*INFORMATION GIVEN*.
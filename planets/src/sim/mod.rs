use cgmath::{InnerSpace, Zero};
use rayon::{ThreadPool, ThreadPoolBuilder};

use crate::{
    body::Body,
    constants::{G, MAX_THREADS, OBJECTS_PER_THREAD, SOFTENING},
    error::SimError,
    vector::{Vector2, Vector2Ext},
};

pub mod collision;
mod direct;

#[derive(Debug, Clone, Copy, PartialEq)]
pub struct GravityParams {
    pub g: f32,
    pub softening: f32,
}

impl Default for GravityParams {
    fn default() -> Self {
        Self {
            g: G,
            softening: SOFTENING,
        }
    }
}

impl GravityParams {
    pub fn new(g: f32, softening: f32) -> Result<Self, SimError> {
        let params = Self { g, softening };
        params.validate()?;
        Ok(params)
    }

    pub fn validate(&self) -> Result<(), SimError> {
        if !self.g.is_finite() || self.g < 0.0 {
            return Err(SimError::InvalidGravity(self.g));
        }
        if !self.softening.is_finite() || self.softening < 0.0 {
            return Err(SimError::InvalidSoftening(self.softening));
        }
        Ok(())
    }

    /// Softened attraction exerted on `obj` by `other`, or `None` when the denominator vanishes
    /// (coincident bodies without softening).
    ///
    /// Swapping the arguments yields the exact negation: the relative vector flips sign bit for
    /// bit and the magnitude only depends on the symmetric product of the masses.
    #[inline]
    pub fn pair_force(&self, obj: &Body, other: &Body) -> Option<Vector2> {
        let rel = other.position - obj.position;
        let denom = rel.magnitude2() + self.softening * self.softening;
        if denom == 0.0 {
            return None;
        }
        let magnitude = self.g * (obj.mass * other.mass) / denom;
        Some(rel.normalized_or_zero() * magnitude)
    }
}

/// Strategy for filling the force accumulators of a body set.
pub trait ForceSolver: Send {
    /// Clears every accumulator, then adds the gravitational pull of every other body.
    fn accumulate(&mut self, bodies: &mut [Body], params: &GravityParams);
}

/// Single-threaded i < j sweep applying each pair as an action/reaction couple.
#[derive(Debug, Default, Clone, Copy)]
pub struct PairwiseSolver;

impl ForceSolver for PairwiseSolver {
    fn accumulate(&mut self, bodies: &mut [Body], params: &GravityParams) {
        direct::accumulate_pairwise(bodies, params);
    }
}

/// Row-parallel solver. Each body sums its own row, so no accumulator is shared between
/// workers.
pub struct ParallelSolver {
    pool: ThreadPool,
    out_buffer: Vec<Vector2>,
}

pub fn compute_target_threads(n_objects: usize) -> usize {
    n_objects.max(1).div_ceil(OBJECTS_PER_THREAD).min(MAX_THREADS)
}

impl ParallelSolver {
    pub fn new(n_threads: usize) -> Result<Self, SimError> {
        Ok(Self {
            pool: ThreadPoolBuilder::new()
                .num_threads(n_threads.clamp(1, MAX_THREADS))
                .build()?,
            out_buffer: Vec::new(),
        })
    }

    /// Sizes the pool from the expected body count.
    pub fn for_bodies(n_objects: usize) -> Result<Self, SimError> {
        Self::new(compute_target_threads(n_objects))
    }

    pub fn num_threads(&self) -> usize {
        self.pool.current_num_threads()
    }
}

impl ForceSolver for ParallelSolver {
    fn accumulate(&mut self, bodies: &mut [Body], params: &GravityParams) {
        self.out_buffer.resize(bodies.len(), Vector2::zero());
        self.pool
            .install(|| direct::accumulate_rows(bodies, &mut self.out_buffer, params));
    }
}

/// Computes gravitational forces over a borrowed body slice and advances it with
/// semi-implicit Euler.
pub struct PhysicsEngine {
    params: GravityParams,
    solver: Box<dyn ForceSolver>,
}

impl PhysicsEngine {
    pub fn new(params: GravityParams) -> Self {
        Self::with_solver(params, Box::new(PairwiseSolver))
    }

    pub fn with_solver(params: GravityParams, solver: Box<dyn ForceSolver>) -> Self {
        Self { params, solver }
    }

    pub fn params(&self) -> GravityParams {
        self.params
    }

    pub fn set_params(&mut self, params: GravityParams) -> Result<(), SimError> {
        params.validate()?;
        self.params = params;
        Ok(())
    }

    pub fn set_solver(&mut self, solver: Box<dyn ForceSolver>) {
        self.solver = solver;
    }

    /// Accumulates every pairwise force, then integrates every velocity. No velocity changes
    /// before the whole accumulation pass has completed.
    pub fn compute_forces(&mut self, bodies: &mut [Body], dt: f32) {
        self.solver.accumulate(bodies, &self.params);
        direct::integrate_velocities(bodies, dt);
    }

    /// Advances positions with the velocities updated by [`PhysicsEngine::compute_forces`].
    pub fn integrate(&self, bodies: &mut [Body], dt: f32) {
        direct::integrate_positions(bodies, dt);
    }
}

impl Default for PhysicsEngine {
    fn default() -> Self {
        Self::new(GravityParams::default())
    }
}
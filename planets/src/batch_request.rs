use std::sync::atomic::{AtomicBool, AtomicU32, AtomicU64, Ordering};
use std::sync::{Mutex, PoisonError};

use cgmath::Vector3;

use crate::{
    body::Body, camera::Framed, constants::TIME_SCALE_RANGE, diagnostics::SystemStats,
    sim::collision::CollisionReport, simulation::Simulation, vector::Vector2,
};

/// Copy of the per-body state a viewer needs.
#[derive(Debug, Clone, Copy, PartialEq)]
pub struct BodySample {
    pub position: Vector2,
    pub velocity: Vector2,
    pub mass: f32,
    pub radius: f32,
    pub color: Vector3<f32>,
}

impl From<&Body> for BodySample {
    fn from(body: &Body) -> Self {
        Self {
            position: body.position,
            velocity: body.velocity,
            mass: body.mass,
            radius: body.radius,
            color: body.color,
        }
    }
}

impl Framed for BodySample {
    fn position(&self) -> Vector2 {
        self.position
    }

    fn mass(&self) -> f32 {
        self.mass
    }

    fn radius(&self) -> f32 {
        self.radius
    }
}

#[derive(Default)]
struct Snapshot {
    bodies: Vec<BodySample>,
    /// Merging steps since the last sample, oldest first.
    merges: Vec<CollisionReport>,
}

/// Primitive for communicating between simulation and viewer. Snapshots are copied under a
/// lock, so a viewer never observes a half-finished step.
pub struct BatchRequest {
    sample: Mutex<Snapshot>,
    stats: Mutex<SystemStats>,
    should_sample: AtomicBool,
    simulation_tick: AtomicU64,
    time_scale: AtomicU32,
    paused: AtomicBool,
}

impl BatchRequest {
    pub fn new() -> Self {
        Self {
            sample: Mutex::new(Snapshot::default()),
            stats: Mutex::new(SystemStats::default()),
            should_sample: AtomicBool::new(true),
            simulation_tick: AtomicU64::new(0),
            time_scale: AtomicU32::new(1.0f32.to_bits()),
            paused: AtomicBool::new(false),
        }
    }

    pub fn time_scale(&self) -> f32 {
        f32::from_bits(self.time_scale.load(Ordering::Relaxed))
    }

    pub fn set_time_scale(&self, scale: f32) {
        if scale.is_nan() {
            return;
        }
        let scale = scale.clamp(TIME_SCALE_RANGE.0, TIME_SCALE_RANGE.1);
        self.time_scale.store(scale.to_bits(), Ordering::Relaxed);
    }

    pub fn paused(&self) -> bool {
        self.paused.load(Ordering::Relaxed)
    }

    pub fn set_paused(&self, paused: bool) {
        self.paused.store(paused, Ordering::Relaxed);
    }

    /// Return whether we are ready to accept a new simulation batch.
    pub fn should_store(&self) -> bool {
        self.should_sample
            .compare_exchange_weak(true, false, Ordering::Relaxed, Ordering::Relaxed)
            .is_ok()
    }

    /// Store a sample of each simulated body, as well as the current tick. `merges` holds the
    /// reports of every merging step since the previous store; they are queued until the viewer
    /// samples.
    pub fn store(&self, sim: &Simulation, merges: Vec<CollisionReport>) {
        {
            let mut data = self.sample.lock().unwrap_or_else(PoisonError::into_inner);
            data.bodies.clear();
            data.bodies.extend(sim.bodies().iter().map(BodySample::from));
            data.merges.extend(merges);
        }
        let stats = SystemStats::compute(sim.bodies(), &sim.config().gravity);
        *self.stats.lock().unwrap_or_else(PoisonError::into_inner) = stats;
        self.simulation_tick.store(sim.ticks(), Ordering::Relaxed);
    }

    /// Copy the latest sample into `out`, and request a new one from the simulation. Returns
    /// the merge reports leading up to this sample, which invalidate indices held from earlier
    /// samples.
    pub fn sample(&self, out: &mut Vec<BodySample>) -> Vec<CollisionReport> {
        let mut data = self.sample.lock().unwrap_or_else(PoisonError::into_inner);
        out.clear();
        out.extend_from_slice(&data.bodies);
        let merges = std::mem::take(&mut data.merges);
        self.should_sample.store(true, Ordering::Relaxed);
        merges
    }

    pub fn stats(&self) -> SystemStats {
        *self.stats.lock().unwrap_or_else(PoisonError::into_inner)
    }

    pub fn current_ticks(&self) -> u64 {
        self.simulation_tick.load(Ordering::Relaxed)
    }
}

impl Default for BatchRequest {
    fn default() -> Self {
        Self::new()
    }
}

...

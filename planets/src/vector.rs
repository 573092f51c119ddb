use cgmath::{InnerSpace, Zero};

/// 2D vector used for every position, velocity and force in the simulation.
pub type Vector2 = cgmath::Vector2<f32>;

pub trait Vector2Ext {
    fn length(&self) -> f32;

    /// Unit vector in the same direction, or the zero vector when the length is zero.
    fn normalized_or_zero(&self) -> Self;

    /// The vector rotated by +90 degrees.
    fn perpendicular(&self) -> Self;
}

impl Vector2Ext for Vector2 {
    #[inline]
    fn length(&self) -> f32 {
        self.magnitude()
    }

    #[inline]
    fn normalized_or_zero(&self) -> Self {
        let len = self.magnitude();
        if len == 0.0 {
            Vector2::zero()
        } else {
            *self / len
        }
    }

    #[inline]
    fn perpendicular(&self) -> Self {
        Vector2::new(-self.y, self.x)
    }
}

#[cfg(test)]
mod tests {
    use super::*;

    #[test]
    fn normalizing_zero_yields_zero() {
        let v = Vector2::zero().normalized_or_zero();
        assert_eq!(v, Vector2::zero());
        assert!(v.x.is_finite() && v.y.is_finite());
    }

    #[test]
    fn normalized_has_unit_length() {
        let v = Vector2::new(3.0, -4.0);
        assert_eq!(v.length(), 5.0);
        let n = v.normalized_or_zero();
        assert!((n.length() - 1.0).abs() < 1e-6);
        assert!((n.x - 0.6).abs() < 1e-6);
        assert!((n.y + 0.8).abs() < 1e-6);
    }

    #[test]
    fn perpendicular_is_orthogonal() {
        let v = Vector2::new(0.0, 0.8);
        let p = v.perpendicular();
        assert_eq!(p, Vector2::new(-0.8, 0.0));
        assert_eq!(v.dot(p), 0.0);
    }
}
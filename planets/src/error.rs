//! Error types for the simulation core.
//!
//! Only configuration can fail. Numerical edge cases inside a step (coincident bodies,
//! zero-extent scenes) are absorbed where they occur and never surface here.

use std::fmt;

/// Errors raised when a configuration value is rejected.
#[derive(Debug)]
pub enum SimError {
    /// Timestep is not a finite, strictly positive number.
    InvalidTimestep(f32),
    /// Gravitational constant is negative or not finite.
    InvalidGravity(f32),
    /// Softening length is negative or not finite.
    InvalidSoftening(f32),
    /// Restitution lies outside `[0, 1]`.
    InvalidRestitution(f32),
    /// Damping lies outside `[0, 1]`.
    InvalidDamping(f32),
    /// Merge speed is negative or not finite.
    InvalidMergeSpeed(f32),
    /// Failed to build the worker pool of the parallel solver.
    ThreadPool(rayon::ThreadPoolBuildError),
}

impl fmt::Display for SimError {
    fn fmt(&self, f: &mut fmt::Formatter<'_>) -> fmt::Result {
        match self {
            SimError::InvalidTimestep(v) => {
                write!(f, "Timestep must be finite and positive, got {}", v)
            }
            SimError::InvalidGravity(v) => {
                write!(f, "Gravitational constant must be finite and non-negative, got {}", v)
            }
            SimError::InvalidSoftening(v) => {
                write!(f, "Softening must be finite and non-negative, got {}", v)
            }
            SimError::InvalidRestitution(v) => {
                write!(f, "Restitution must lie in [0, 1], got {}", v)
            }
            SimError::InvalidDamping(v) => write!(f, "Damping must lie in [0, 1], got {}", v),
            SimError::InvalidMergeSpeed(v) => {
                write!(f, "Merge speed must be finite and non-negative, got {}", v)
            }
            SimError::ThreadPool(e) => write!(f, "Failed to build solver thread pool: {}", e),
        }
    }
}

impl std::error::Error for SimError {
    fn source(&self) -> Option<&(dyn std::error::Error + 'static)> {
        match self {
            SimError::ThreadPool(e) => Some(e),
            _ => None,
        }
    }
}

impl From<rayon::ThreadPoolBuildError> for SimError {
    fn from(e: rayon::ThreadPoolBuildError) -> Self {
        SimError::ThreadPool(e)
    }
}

...

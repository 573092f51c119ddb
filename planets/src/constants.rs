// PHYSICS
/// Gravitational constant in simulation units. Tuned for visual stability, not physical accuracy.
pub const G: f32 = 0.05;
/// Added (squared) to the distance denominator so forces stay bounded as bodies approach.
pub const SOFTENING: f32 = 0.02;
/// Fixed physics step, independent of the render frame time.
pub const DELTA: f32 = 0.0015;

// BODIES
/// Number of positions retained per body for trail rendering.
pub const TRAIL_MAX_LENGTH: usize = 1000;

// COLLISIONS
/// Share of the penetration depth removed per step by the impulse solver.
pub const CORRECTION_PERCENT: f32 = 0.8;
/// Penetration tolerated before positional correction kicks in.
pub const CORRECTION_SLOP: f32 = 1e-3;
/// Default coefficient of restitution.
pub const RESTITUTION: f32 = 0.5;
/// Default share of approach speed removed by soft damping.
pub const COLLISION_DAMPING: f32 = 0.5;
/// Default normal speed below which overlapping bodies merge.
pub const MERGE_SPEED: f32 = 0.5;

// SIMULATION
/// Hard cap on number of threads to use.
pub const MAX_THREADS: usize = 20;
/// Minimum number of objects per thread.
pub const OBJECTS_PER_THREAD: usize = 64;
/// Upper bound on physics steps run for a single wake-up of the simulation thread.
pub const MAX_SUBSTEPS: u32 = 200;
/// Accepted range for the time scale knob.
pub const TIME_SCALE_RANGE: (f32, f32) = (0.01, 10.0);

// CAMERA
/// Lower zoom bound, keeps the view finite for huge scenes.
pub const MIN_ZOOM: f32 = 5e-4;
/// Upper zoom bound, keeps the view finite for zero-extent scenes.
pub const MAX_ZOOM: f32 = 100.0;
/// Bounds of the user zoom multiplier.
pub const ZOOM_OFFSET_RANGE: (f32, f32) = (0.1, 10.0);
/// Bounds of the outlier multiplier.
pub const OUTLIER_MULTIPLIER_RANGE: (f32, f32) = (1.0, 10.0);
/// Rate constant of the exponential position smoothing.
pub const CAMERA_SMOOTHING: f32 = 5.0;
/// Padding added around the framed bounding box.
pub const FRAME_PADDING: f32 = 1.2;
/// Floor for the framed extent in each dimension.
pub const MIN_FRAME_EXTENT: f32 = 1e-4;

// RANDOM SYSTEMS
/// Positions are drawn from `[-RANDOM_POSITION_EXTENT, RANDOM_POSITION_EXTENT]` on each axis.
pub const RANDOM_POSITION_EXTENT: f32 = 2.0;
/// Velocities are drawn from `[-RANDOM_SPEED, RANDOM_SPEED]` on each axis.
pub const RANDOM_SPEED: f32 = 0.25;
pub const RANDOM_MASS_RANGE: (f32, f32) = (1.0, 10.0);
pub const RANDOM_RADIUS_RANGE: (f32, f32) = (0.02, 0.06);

*TASK DESCRIPTION*. Some lines in the material contain "which". Show all of them.

*EXERCISE RESPONSE*.
    /// the merge reports leading up to this sample, which invalidate indices held from earlier
/// Default normal speed below which overlapping bodies merge.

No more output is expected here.